Garnett was clearly the aggressor, but the Nets — specifically Joe Johnson — expressed surprise that Howard wasn’t also ejected.

“They said it didn’t look like Howard threw a punch, that it was an open-hand punch, wasn’t much of a punch,” coach Lionel Hollins said. “It doesn’t matter whether I do (agree with Howard not being ejected) or not. That was the decision that was made and we have to live with it.”

Garnett’s first ejection as a Net didn’t inspire his teammates who’ve coasted for weeks. Brooklyn, which fell to eighth in the East, was pummeled in the second half, wasting another strong performance from Mason Plumlee (24 points).

“We have established an identity,” Hollins said. “We don’t make shots. That’s our identity.”

Garnett has a history with Howard, having gone head-to-head 23 times. In the 2010 Eastern Conference finals, Garnett twice punched down on Howard’s outstretched arm during a possession. According to a report, Garnett used to torture Howard with trash-talk, yelling, “Paint your face, clown!”

Garnett is in his 20th season, the most of any player currently in the NBA, and he’s been flirting with fines, suspensions and ejections.

In the past six weeks, he has deliberately chomped near Joakim Noah’s hand and blew into David West’s face.

Those incidents didn’t prompt action from the NBA. Monday’s head-butt will likely get him a one-game suspension.

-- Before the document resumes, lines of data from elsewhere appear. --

//! Square-root kernels: scalar reference and lane-parallel.
//!
//! Every kernel shares one calling convention, [`KernelFn`]:
//! - `fn sqrt_scalar(...)`: pure Rust scalar reference (ground truth)
//! - `fn sqrt_lanes(...)`: portable `[f32; LANE_WIDTH]` lanes with a boolean mask
//! - `unsafe fn sqrt_avx2(...)`: AVX2 `__m256` lanes with a compare mask
//!
//! All three run the identical f32 operation sequence per element, so their
//! outputs agree bit for bit.

// Kernel code naturally uses single-character math variable names (s, x)
// and unsafe intrinsics inside unsafe fns.
#![allow(
    clippy::many_single_char_names,
    clippy::similar_names,
    clippy::float_cmp,
    clippy::needless_range_loop,
    clippy::cast_possible_truncation,
    clippy::cast_possible_wrap,
    unsafe_op_in_unsafe_fn
)]

use std::fmt;
use std::str::FromStr;

use serde::Serialize;

use crate::config::EPSILON;
use crate::error::SqrtError;

pub mod lanes;
pub mod scalar;

/// Uniform kernel signature: `(initial_guess, values, output)`.
pub type KernelFn = fn(f32, &[f32], &mut [f32]);

/// Convergence bound on `|x^2 - s|` for one element.
///
/// Absolute [`EPSILON`] for `s >= 1`, relative below so small roots still
/// land within [`EPSILON`] of `sqrt(s)`. A NaN `s` takes the absolute bound.
#[inline]
pub fn tolerance(s: f32) -> f32 {
    EPSILON * s.min(1.0)
}

/// Whether `x` still needs another Newton step toward `sqrt(s)`.
///
/// A zero iterate is never refined, so no lane divides by zero.
#[inline]
pub fn needs_refinement(x: f32, s: f32, tol: f32) -> bool {
    (x * x - s).abs() > tol && x != 0.0
}

/// One Newton-Raphson update: `0.5 * (x + s / x)`.
#[inline]
pub fn newton_step(x: f32, s: f32) -> f32 {
    0.5 * (x + s / x)
}

/// Backend selector for kernel dispatch.
#[derive(Debug, Clone, Copy, PartialEq, Eq, Serialize)]
#[serde(rename_all = "lowercase")]
pub enum Backend {
    /// Pure Rust scalar reference implementation.
    Scalar,
    /// Portable lane-parallel implementation.
    Lanes,
    /// x86-64 AVX2 lane-parallel implementation (aligned buffers).
    Avx2,
}

impl Backend {
    pub const ALL: [Backend; 3] = [Backend::Scalar, Backend::Lanes, Backend::Avx2];

    /// The kernel behind this backend.
    ///
    /// [`Backend::Avx2`] maps to [`lanes::sqrt_simd`], which falls back to the
    /// portable lanes when AVX2 or alignment is missing.
    pub fn kernel(self) -> KernelFn {
        match self {
            Backend::Scalar => scalar::sqrt_scalar,
            Backend::Lanes => lanes::sqrt_lanes,
            Backend::Avx2 => lanes::sqrt_simd,
        }
    }

    /// Whether the backend runs natively on this CPU.
    pub fn is_available(self) -> bool {
        match self {
            Backend::Scalar | Backend::Lanes => true,
            Backend::Avx2 => lanes::avx2_available(),
        }
    }

    /// The backend whose code actually runs on this CPU.
    pub fn effective(self) -> Backend {
        if self.is_available() {
            self
        } else {
            Backend::Lanes
        }
    }

    pub fn as_str(self) -> &'static str {
        match self {
            Backend::Scalar => "scalar",
            Backend::Lanes => "lanes",
            Backend::Avx2 => "avx2",
        }
    }
}

impl fmt::Display for Backend {
    fn fmt(&self, f: &mut fmt::Formatter<'_>) -> fmt::Result {
        f.write_str(self.as_str())
    }
}

impl FromStr for Backend {
    type Err = SqrtError;

    fn from_str(s: &str) -> Result<Self, Self::Err> {
        Backend::ALL
            .into_iter()
            .find(|b| b.as_str() == s)
            .ok_or_else(|| SqrtError::UnknownName {
                kind: "backend",
                name: s.to_string(),
            })
    }
}
//! Zero-initialized `f32` buffers aligned to the vector width.
//!
//! The AVX2 kernel uses aligned loads and stores, so input and output
//! buffers for the vector paths must start on a [`LANE_ALIGN`] boundary.
//! `Vec<f32>` only guarantees 4-byte alignment.

use std::alloc::{Layout, alloc_zeroed, dealloc};
use std::ops::{Deref, DerefMut};
use std::ptr::NonNull;

use crate::config::LANE_ALIGN;
use crate::error::SqrtError;

/// Fixed-length `f32` buffer starting on a [`LANE_ALIGN`]-byte boundary.
pub struct AlignedBuffer {
    ptr: NonNull<f32>,
    len: usize,
}

// SAFETY: AlignedBuffer uniquely owns its allocation.
unsafe impl Send for AlignedBuffer {}
unsafe impl Sync for AlignedBuffer {}

impl AlignedBuffer {
    /// Allocate `len` zeroed floats.
    ///
    /// An empty buffer performs no allocation.
    ///
    /// # Errors
    ///
    /// Returns [`SqrtError::Allocation`] if the size overflows a layout or
    /// the allocator returns null.
    pub fn zeroed(len: usize) -> Result<Self, SqrtError> {
        if len == 0 {
            return Ok(Self {
                ptr: NonNull::dangling(),
                len: 0,
            });
        }
        let layout = Self::layout(len)?;
        // SAFETY: layout has non-zero size.
        let raw = unsafe { alloc_zeroed(layout) };
        let ptr = NonNull::new(raw.cast::<f32>()).ok_or(SqrtError::Allocation {
            len,
            align: LANE_ALIGN,
        })?;
        log::debug!("allocated {len} floats at {:p} (align {LANE_ALIGN})", ptr.as_ptr());
        Ok(Self { ptr, len })
    }

    /// Allocate and copy `values` into aligned storage.
    ///
    /// # Errors
    ///
    /// Same as [`AlignedBuffer::zeroed`].
    pub fn from_slice(values: &[f32]) -> Result<Self, SqrtError> {
        let mut buf = Self::zeroed(values.len())?;
        buf.copy_from_slice(values);
        Ok(buf)
    }

    /// Reset every element to zero.
    pub fn clear(&mut self) {
        self.fill(0.0);
    }

    /// Whether the data pointer sits on a [`LANE_ALIGN`] boundary.
    ///
    /// Always true for non-empty buffers.
    pub fn is_aligned(&self) -> bool {
        is_lane_aligned(self)
    }

    fn layout(len: usize) -> Result<Layout, SqrtError> {
        len.checked_mul(std::mem::size_of::<f32>())
            .and_then(|size| Layout::from_size_align(size, LANE_ALIGN).ok())
            .ok_or(SqrtError::Allocation {
                len,
                align: LANE_ALIGN,
            })
    }
}

/// Whether a slice starts on a [`LANE_ALIGN`] boundary.
pub fn is_lane_aligned(slice: &[f32]) -> bool {
    slice.as_ptr().addr() % LANE_ALIGN == 0
}

impl Deref for AlignedBuffer {
    type Target = [f32];

    fn deref(&self) -> &[f32] {
        // SAFETY: ptr is valid for len initialized floats (or dangling with len 0).
        unsafe { std::slice::from_raw_parts(self.ptr.as_ptr(), self.len) }
    }
}

impl DerefMut for AlignedBuffer {
    fn deref_mut(&mut self) -> &mut [f32] {
        // SAFETY: unique ownership; ptr is valid for len floats.
        unsafe { std::slice::from_raw_parts_mut(self.ptr.as_ptr(), self.len) }
    }
}

impl Drop for AlignedBuffer {
    fn drop(&mut self) {
        if self.len == 0 {
            return;
        }
        if let Ok(layout) = Self::layout(self.len) {
            // SAFETY: allocated in `zeroed` with this exact layout.
            unsafe { dealloc(self.ptr.as_ptr().cast::<u8>(), layout) };
        }
    }
}

impl std::fmt::Debug for AlignedBuffer {
    fn fmt(&self, f: &mut std::fmt::Formatter<'_>) -> std::fmt::Result {
        f.debug_struct("AlignedBuffer")
            .field("ptr", &self.ptr)
            .field("len", &self.len)
            .finish()
    }
}
use lanesqrt::buffer::AlignedBuffer;
use lanesqrt::kernels::Backend;
use lanesqrt::kernels::scalar::solve;

use super::OutputFormat;

pub fn run(
    values: &[f32],
    initial_guess: f32,
    backend: &str,
    format: OutputFormat,
) -> Result<(), Box<dyn std::error::Error>> {
    let backend = backend.parse::<Backend>()?;
    if !backend.is_available() {
        log::warn!("{backend} is not supported on this CPU, using the portable lanes");
    }

    let input = AlignedBuffer::from_slice(values)?;
    let mut output = AlignedBuffer::zeroed(values.len())?;
    (backend.kernel())(initial_guess, &input, &mut output);

    // Every backend runs the scalar operation sequence, so the per-element
    // iteration count and outcome come from the scalar solver.
    let rows: Vec<_> = values
        .iter()
        .zip(output.iter())
        .map(|(&s, &root)| (s, root, solve(s, initial_guess)))
        .collect();

    match format {
        OutputFormat::Text => {
            for (s, root, solution) in &rows {
                println!(
                    "{s} -> {root} ({} iterations, {})",
                    solution.iterations, solution.outcome
                );
            }
        }
        OutputFormat::Json => {
            let json: Vec<_> = rows
                .iter()
                .map(|(s, root, solution)| {
                    serde_json::json!({
                        "value": s,
                        "root": root,
                        "iterations": solution.iterations,
                        "outcome": solution.outcome,
                    })
                })
                .collect();
            println!("{}", serde_json::to_string_pretty(&json)?);
        }
    }
    Ok(())
}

Monday also represented Howard’s first appearance in Barclays Center, an eventful debut that included his eight points and five rebounds in 28 minutes. Once upon a trade deadline, Howard was supposed to be the face of the Nets and their move to Brooklyn. He actually asked to be traded from Orlando to the New Jersey Nets in 2012, a significant gesture considering nobody ever wanted to play for the team across the Hudson.

GM Billy King spent over a season shaping his roster around the idea of acquiring Howard, and then the center bailed in the 11th hour by opting into the final year of his contract with Orlando on the night of the trade deadline.

It’s three years later, and the Nets still haven’t recovered from “Dwightmare.”

Howard can smile because he landed in a great spot with James Harden in Houston, following a regrettable detour with Kobe Bryant and the Lakers.

The Nets went in a different direction: They stink.